How to find a character's Unicode name?

# -*- coding: utf-8 -*-
# python 2

from unicodedata import *

# find Unicode char's name
print name(u"→")    # RIGHTWARDS ARROW

How to get the Unicode char of a given name?

# -*- coding: utf-8 -*-
# python 2

from unicodedata import *

char1 = lookup("GREEK SMALL LETTER ALPHA") # should be UPPER CASE
print char1.encode('utf-8') # α

char2 = lookup("RIGHTWARDS ARROW") # should be UPPER CASE
print char2.encode('utf-8') # 
char3 = lookup("CJK UNIFIED IDEOGRAPH-5929") # doesn't work if not UPPER CASE
print char3.encode('utf-8') # 
# Unicode name is UPPER CASE by spec

Here's a short intro of Unicode:

  1. Each char has a ID, called its codepoint. It's a integer.
  2. Each char has a unique name. (but a char may have a older name.)
  3. Each char has a number of properties, for example: Upper/lower case, direction (right-to-left languages), whether it's part of a combining char, whether it's a punctuation, ….

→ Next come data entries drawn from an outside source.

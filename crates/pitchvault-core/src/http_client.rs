//! Transport used by the scraper adapter.
//!
//! Only JSON GETs are needed, so a request is a base URL plus query pairs.
//! [`HttpClient`] is the seam tests replace with scripted responses.

use std::fmt::{Display, Formatter};
use std::future::Future;
use std::pin::Pin;
use std::time::Duration;

#[derive(Debug, Clone, PartialEq, Eq)]
pub struct HttpRequest {
    pub url: String,
    pub query: Vec<(String, String)>,
    pub timeout: Duration,
}

impl HttpRequest {
    pub fn get(url: impl Into<String>) -> Self {
        Self {
            url: url.into(),
            query: Vec::new(),
            timeout: Duration::from_secs(30),
        }
    }

    pub fn query(mut self, name: &str, value: &str) -> Self {
        self.query.push((name.to_string(), value.to_string()));
        self
    }

    pub fn timeout_ms(mut self, timeout_ms: u64) -> Self {
        self.timeout = Duration::from_millis(timeout_ms);
        self
    }

    /// URL with the percent-encoded query string appended.
    pub fn full_url(&self) -> String {
        let mut url = self.url.clone();
        for (index, (name, value)) in self.query.iter().enumerate() {
            url.push(if index == 0 { '?' } else { '&' });
            url.push_str(&urlencoding::encode(name));
            url.push('=');
            url.push_str(&urlencoding::encode(value));
        }
        url
    }
}

#[derive(Debug, Clone, PartialEq, Eq)]
pub struct HttpResponse {
    pub status: u16,
    pub body: String,
}

impl HttpResponse {
    pub fn ok(body: impl Into<String>) -> Self {
        Self {
            status: 200,
            body: body.into(),
        }
    }

    pub fn with_status(status: u16) -> Self {
        Self {
            status,
            body: String::new(),
        }
    }

    pub const fn is_success(&self) -> bool {
        matches!(self.status, 200..=299)
    }
}

/// The request never produced a status code.
#[derive(Debug, Clone, PartialEq, Eq)]
pub struct HttpError {
    message: String,
    retryable: bool,
}

impl HttpError {
    /// Timeouts, refused connections and dropped bodies.
    pub fn transport(message: impl Into<String>) -> Self {
        Self {
            message: message.into(),
            retryable: true,
        }
    }

    /// A request that could not be built; sending it again cannot help.
    pub fn invalid(message: impl Into<String>) -> Self {
        Self {
            message: message.into(),
            retryable: false,
        }
    }

    pub const fn retryable(&self) -> bool {
        self.retryable
    }
}

impl Display for HttpError {
    fn fmt(&self, f: &mut Formatter<'_>) -> std::fmt::Result {
        f.write_str(&self.message)
    }
}

impl std::error::Error for HttpError {}

pub trait HttpClient: Send + Sync {
    fn execute<'a>(
        &'a self,
        request: HttpRequest,
    ) -> Pin<Box<dyn Future<Output = Result<HttpResponse, HttpError>> + Send + 'a>>;
}

/// [`HttpClient`] over a shared reqwest client.
#[derive(Debug, Clone)]
pub struct ReqwestHttpClient {
    client: reqwest::Client,
}

impl Default for ReqwestHttpClient {
    fn default() -> Self {
        let client = reqwest::Client::builder()
            .user_agent(concat!("pitchvault/", env!("CARGO_PKG_VERSION")))
            .build()
            .unwrap_or_default();
        Self { client }
    }
}

impl HttpClient for ReqwestHttpClient {
    fn execute<'a>(
        &'a self,
        request: HttpRequest,
    ) -> Pin<Box<dyn Future<Output = Result<HttpResponse, HttpError>> + Send + 'a>> {
        Box::pin(async move {
            let response = self
                .client
                .get(request.full_url())
                .header(reqwest::header::ACCEPT, "application/json")
                .timeout(request.timeout)
                .send()
                .await
                .map_err(classify)?;

            let status = response.status().as_u16();
            let body = response
                .text()
                .await
                .map_err(|error| HttpError::transport(format!("body read failed: {error}")))?;
            Ok(HttpResponse { status, body })
        })
    }
}

fn classify(error: reqwest::Error) -> HttpError {
    if error.is_builder() {
        HttpError::invalid(format!("invalid request: {error}"))
    } else if error.is_timeout() {
        HttpError::transport(format!("timed out: {error}"))
    } else if error.is_connect() {
        HttpError::transport(format!("connection failed: {error}"))
    } else {
        HttpError::transport(format!("request failed: {error}"))
    }
}
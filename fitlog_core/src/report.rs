//! Fixed-page report layout engine.
//!
//! Lays out a title, an optional two-line user-info block, and one
//! table covering every ledger entry. Pagination is a single look-ahead
//! decision: the table's estimated height is checked once against the
//! space left on the start page, and on overflow the whole table moves
//! to a continuation page. The table is never split row-by-row, so a
//! very large ledger can run past the bottom of the continuation page;
//! that is accepted behavior.

use crate::pdf::{self, Page};
use crate::{UserProfile, WorkoutLedger};

pub const TITLE: &str = "ACEest Fitness Workout Report";

// Page geometry, in points from the bottom-left origin.
pub const MARGIN_X: f64 = 54.0;
pub const TITLE_Y: f64 = 760.0;
pub const CONTINUED_TITLE_Y: f64 = 760.0;
pub const LINE_HEIGHT: f64 = 16.0;
pub const SECTION_GAP: f64 = 24.0;
pub const ROW_HEIGHT: f64 = 18.0;
pub const BOTTOM_MARGIN: f64 = 50.0;

const TITLE_SIZE: f64 = 16.0;
const CONTINUED_TITLE_SIZE: f64 = 14.0;
const USER_LINE_SIZE: f64 = 11.0;
const HEADER_SIZE: f64 = 11.0;
const ROW_SIZE: f64 = 10.0;

/// Column left edges for {category, exercise, duration, calories, date}.
const COL_X: [f64; 5] = [54.0, 140.0, 330.0, 410.0, 490.0];

const TABLE_HEADER: [&str; 5] = ["Category", "Exercise", "Duration (min)", "Calories", "Date"];

/// Render the full report as a PDF byte stream.
///
/// The user-info block is omitted when no profile exists; requiring a
/// profile for a personalized report is the caller's precondition.
pub fn render_report(ledger: &WorkoutLedger, user: Option<&UserProfile>) -> Vec<u8> {
    pdf::write_pdf(&layout_pages(ledger, user))
}

/// Compute the page layout without serializing it.
pub fn layout_pages(ledger: &WorkoutLedger, user: Option<&UserProfile>) -> Vec<Page> {
    let mut pages = Vec::new();
    let mut page = Page::new();
    page.text(MARGIN_X, TITLE_Y, TITLE_SIZE, TITLE);

    let lines = user_lines(user);
    for (i, line) in lines.iter().enumerate() {
        let y = TITLE_Y - LINE_HEIGHT * (i as f64 + 1.0);
        page.text(MARGIN_X, y, USER_LINE_SIZE, line.clone());
    }
    let mut y_cursor = TITLE_Y - LINE_HEIGHT * lines.len() as f64 - SECTION_GAP;

    let rows = table_rows(ledger);
    let table_height = ROW_HEIGHT * (rows.len() as f64 + 1.0);

    // Single look-ahead fit check. The table is placed as one atomic
    // block: either here, or wholesale on a continuation page.
    if y_cursor - BOTTOM_MARGIN < table_height {
        pages.push(page);
        page = Page::new();
        page.text(
            MARGIN_X,
            CONTINUED_TITLE_Y,
            CONTINUED_TITLE_SIZE,
            format!("{} (continued)", TITLE),
        );
        y_cursor = CONTINUED_TITLE_Y - LINE_HEIGHT - SECTION_GAP;
    }

    emit_row(&mut page, y_cursor, HEADER_SIZE, &TABLE_HEADER);
    for row in &rows {
        y_cursor -= ROW_HEIGHT;
        emit_row(&mut page, y_cursor, ROW_SIZE, row);
    }

    pages.push(page);
    pages
}

fn user_lines(user: Option<&UserProfile>) -> Vec<String> {
    match user {
        None => Vec::new(),
        Some(profile) => vec![
            format!("Name: {}   Regn ID: {}", profile.name, profile.regn_id),
            format!(
                "Age {} | {} | {} cm | {} kg | BMI {} | BMR {}",
                profile.age,
                profile.gender,
                profile.height_cm,
                profile.weight_kg,
                profile.bmi,
                profile.bmr
            ),
        ],
    }
}

/// Rows in ledger iteration order: default category order, dynamic
/// categories in creation order, chronological within each bucket.
fn table_rows(ledger: &WorkoutLedger) -> Vec<[String; 5]> {
    let mut rows = Vec::with_capacity(ledger.entry_count());
    for (category, entries) in ledger.iter() {
        for entry in entries {
            rows.push([
                category.to_string(),
                entry.exercise.clone(),
                entry.duration_minutes.to_string(),
                format!("{:.1}", entry.calories),
                entry.date.to_string(),
            ]);
        }
    }
    rows
}

fn emit_row<S: AsRef<str>>(page: &mut Page, y: f64, size: f64, cells: &[S; 5]) {
    for (x, cell) in COL_X.iter().zip(cells.iter()) {
        page.text(*x, y, size, cell.as_ref().to_string());
    }
}
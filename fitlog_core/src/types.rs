//! Core domain types for the fitlog workout tracker.
//!
//! This module defines the fundamental types used throughout the system:
//! - Workout entries and the category-bucketed ledger
//! - The single-user profile with derived biometrics
//! - Serialization formats for both persisted documents

use chrono::{NaiveDate, NaiveDateTime};
use serde::de::{MapAccess, Visitor};
use serde::ser::SerializeMap;
use serde::{Deserialize, Deserializer, Serialize, Serializer};
use std::fmt;

/// Categories that are always present in a ledger, in display order.
pub const DEFAULT_CATEGORIES: [&str; 3] = ["Warm-up", "Workout", "Cool-down"];

/// Default weekly calorie goal for a freshly saved profile.
pub const DEFAULT_WEEKLY_CAL_GOAL: u32 = 2000;

/// Timestamp format used in the persisted workout document.
pub const TIMESTAMP_FORMAT: &str = "%Y-%m-%d %H:%M:%S";

// ============================================================================
// Workout Types
// ============================================================================

/// One logged workout session.
///
/// Calories are computed once when the entry is created and never
/// recomputed, even if the user profile changes later. The calendar
/// date is stored redundantly alongside the timestamp so day-bucketed
/// aggregation never has to re-parse timestamps.
#[derive(Clone, Debug, Serialize, Deserialize, PartialEq)]
pub struct WorkoutEntry {
    pub exercise: String,
    #[serde(rename = "duration")]
    pub duration_minutes: u32,
    pub calories: f64,
    #[serde(with = "timestamp_format")]
    pub timestamp: NaiveDateTime,
    pub date: NaiveDate,
}

impl WorkoutEntry {
    /// Create an entry at the given moment; the date is derived from it.
    pub fn new(
        exercise: impl Into<String>,
        duration_minutes: u32,
        calories: f64,
        timestamp: NaiveDateTime,
    ) -> Self {
        Self {
            exercise: exercise.into(),
            duration_minutes,
            calories,
            date: timestamp.date(),
            timestamp,
        }
    }
}

/// The category-bucketed collection of workout entries.
///
/// Buckets keep insertion order: the default categories first, then any
/// dynamically created categories in creation order. Within a bucket,
/// entries are in chronological append order. The ledger serializes as
/// a JSON object whose key order is the bucket order.
#[derive(Clone, Debug, PartialEq)]
pub struct WorkoutLedger {
    buckets: Vec<(String, Vec<WorkoutEntry>)>,
}

impl Default for WorkoutLedger {
    fn default() -> Self {
        Self {
            buckets: DEFAULT_CATEGORIES
                .iter()
                .map(|c| (c.to_string(), Vec::new()))
                .collect(),
        }
    }
}

impl WorkoutLedger {
    /// Append an entry to a category, creating the bucket if the
    /// category is not yet known (free-form categories are accepted).
    pub fn push(&mut self, category: &str, entry: WorkoutEntry) {
        match self.buckets.iter_mut().find(|(name, _)| name == category) {
            Some((_, entries)) => entries.push(entry),
            None => self.buckets.push((category.to_string(), vec![entry])),
        }
    }

    /// Entries for a category, if the bucket exists.
    pub fn entries(&self, category: &str) -> Option<&[WorkoutEntry]> {
        self.buckets
            .iter()
            .find(|(name, _)| name == category)
            .map(|(_, entries)| entries.as_slice())
    }

    /// Iterate buckets in ledger order.
    pub fn iter(&self) -> impl Iterator<Item = (&str, &[WorkoutEntry])> {
        self.buckets
            .iter()
            .map(|(name, entries)| (name.as_str(), entries.as_slice()))
    }

    /// Category names in ledger order.
    pub fn categories(&self) -> impl Iterator<Item = &str> {
        self.buckets.iter().map(|(name, _)| name.as_str())
    }

    /// Total number of entries across all buckets.
    pub fn entry_count(&self) -> usize {
        self.buckets.iter().map(|(_, entries)| entries.len()).sum()
    }

    /// Total logged minutes across all buckets.
    pub fn total_minutes(&self) -> u64 {
        self.buckets
            .iter()
            .flat_map(|(_, entries)| entries)
            .map(|e| u64::from(e.duration_minutes))
            .sum()
    }

    /// Ensure every default category is present, in canonical order,
    /// ahead of any dynamically created buckets.
    ///
    /// Documents written by older schema revisions may be missing some
    /// of the default categories; loading normalizes them back in as
    /// empty buckets.
    pub fn normalize(&mut self) {
        let mut buckets = Vec::with_capacity(self.buckets.len().max(DEFAULT_CATEGORIES.len()));
        for category in DEFAULT_CATEGORIES {
            let entries = match self.buckets.iter().position(|(name, _)| name == category) {
                Some(idx) => self.buckets.remove(idx).1,
                None => Vec::new(),
            };
            buckets.push((category.to_string(), entries));
        }
        buckets.append(&mut self.buckets);
        self.buckets = buckets;
    }
}

impl Serialize for WorkoutLedger {
    fn serialize<S: Serializer>(&self, serializer: S) -> Result<S::Ok, S::Error> {
        let mut map = serializer.serialize_map(Some(self.buckets.len()))?;
        for (category, entries) in &self.buckets {
            map.serialize_entry(category, entries)?;
        }
        map.end()
    }
}

impl<'de> Deserialize<'de> for WorkoutLedger {
    fn deserialize<D: Deserializer<'de>>(deserializer: D) -> Result<Self, D::Error> {
        struct LedgerVisitor;

        impl<'de> Visitor<'de> for LedgerVisitor {
            type Value = WorkoutLedger;

            fn expecting(&self, f: &mut fmt::Formatter<'_>) -> fmt::Result {
                f.write_str("a map of category name to workout entries")
            }

            fn visit_map<A: MapAccess<'de>>(self, mut access: A) -> Result<Self::Value, A::Error> {
                let mut buckets = Vec::with_capacity(access.size_hint().unwrap_or(0));
                while let Some((category, entries)) =
                    access.next_entry::<String, Vec<WorkoutEntry>>()?
                {
                    buckets.push((category, entries));
                }
                Ok(WorkoutLedger { buckets })
            }
        }

        deserializer.deserialize_map(LedgerVisitor)
    }
}

// ============================================================================
// User Profile Types
// ============================================================================

/// Gender code used by the BMR formula, serialized as "M"/"F".
#[derive(Clone, Copy, Debug, Serialize, Deserialize, PartialEq, Eq)]
pub enum Gender {
    #[serde(rename = "M")]
    Male,
    #[serde(rename = "F")]
    Female,
}

impl Gender {
    /// Parse the single-letter form-field code, case-insensitively.
    pub fn parse(code: &str) -> Option<Self> {
        match code.trim() {
            "M" | "m" => Some(Gender::Male),
            "F" | "f" => Some(Gender::Female),
            _ => None,
        }
    }

    pub fn code(self) -> &'static str {
        match self {
            Gender::Male => "M",
            Gender::Female => "F",
        }
    }
}

impl fmt::Display for Gender {
    fn fmt(&self, f: &mut fmt::Formatter<'_>) -> fmt::Result {
        f.write_str(self.code())
    }
}

/// The single-user biometric profile.
///
/// `bmi` and `bmr` are derived once at save time from the biometric
/// fields and stored alongside them. The profile is created or
/// overwritten wholesale by a validated save; absence is a valid state.
#[derive(Clone, Debug, Serialize, Deserialize, PartialEq)]
pub struct UserProfile {
    pub name: String,
    pub regn_id: String,
    pub age: u32,
    pub gender: Gender,
    #[serde(rename = "height")]
    pub height_cm: f64,
    #[serde(rename = "weight")]
    pub weight_kg: f64,
    pub bmi: f64,
    pub bmr: f64,
    #[serde(default = "default_weekly_cal_goal")]
    pub weekly_cal_goal: u32,
}

fn default_weekly_cal_goal() -> u32 {
    DEFAULT_WEEKLY_CAL_GOAL
}

mod timestamp_format {
    use super::TIMESTAMP_FORMAT;
    use chrono::NaiveDateTime;
    use serde::{self, Deserialize, Deserializer, Serializer};

    pub fn serialize<S: Serializer>(ts: &NaiveDateTime, serializer: S) -> Result<S::Ok, S::Error> {
        serializer.collect_str(&ts.format(TIMESTAMP_FORMAT))
    }

    pub fn deserialize<'de, D: Deserializer<'de>>(
        deserializer: D,
    ) -> Result<NaiveDateTime, D::Error> {
        let raw = String::deserialize(deserializer)?;
        NaiveDateTime::parse_from_str(&raw, TIMESTAMP_FORMAT).map_err(serde::de::Error::custom)
    }
}

#[cfg(test)]
mod tests {
    use super::*;
    use chrono::NaiveDate;

    fn test_timestamp() -> NaiveDateTime {
        NaiveDate::from_ymd_opt(2024, 3, 15)
            .unwrap()
            .and_hms_opt(7, 30, 0)
            .unwrap()
    }

    fn entry(exercise: &str) -> WorkoutEntry {
        WorkoutEntry::new(exercise, 10, 84.0, test_timestamp())
    }

    #[test]
    fn test_default_ledger_has_all_categories() {
        let ledger = WorkoutLedger::default();
        let categories: Vec<_> = ledger.categories().collect();
        assert_eq!(categories, vec!["Warm-up", "Workout", "Cool-down"]);
        assert_eq!(ledger.entry_count(), 0);
    }

    #[test]
    fn test_push_unknown_category_creates_bucket_at_end() {
        let mut ledger = WorkoutLedger::default();
        ledger.push("Stretching", entry("Hamstring Stretch"));

        let categories: Vec<_> = ledger.categories().collect();
        assert_eq!(
            categories,
            vec!["Warm-up", "Workout", "Cool-down", "Stretching"]
        );
        assert_eq!(ledger.entries("Stretching").unwrap().len(), 1);
    }

    #[test]
    fn test_entries_keep_append_order() {
        let mut ledger = WorkoutLedger::default();
        ledger.push("Workout", entry("Push-ups"));
        ledger.push("Workout", entry("Squats"));

        let entries = ledger.entries("Workout").unwrap();
        assert_eq!(entries[0].exercise, "Push-ups");
        assert_eq!(entries[1].exercise, "Squats");
    }

    #[test]
    fn test_entry_date_derived_from_timestamp() {
        let e = entry("Jog");
        assert_eq!(e.date, NaiveDate::from_ymd_opt(2024, 3, 15).unwrap());
    }

    #[test]
    fn test_ledger_serde_preserves_bucket_order() {
        let mut ledger = WorkoutLedger::default();
        ledger.push("Workout", entry("Push-ups"));
        ledger.push("Yoga", entry("Sun Salutation"));

        let json = serde_json::to_string_pretty(&ledger).unwrap();
        let parsed: WorkoutLedger = serde_json::from_str(&json).unwrap();

        assert_eq!(parsed, ledger);
        let categories: Vec<_> = parsed.categories().collect();
        assert_eq!(categories, vec!["Warm-up", "Workout", "Cool-down", "Yoga"]);
    }

    #[test]
    fn test_timestamp_serialized_with_second_resolution() {
        let json = serde_json::to_value(entry("Jog")).unwrap();
        assert_eq!(json["timestamp"], "2024-03-15 07:30:00");
        assert_eq!(json["date"], "2024-03-15");
    }

    #[test]
    fn test_normalize_restores_missing_default_categories() {
        let json = r#"{"Workout": [], "Yoga": []}"#;
        let mut ledger: WorkoutLedger = serde_json::from_str(json).unwrap();
        ledger.normalize();

        let categories: Vec<_> = ledger.categories().collect();
        assert_eq!(categories, vec!["Warm-up", "Workout", "Cool-down", "Yoga"]);
    }

    #[test]
    fn test_user_profile_serde_roundtrip_with_goal_default() {
        let json = r#"{
            "name": "Alice",
            "regn_id": "REG123",
            "age": 28,
            "gender": "F",
            "height": 165.0,
            "weight": 60.0,
            "bmi": 22.04,
            "bmr": 1330.25
        }"#;
        let profile: UserProfile = serde_json::from_str(json).unwrap();
        assert_eq!(profile.gender, Gender::Female);
        assert_eq!(profile.weekly_cal_goal, DEFAULT_WEEKLY_CAL_GOAL);
    }
}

The rest of functions in unicodedata module returns these properties.

[see Unicode Basics: Character Set, Encoding, UTF-8 ]

This page lets you search unicode. Unicode Characters ∑ ♥ 😄

Print a Range of Unicode Chars

Here's a example that prints a range of Unicode chars, with their ordinal in hex, and name.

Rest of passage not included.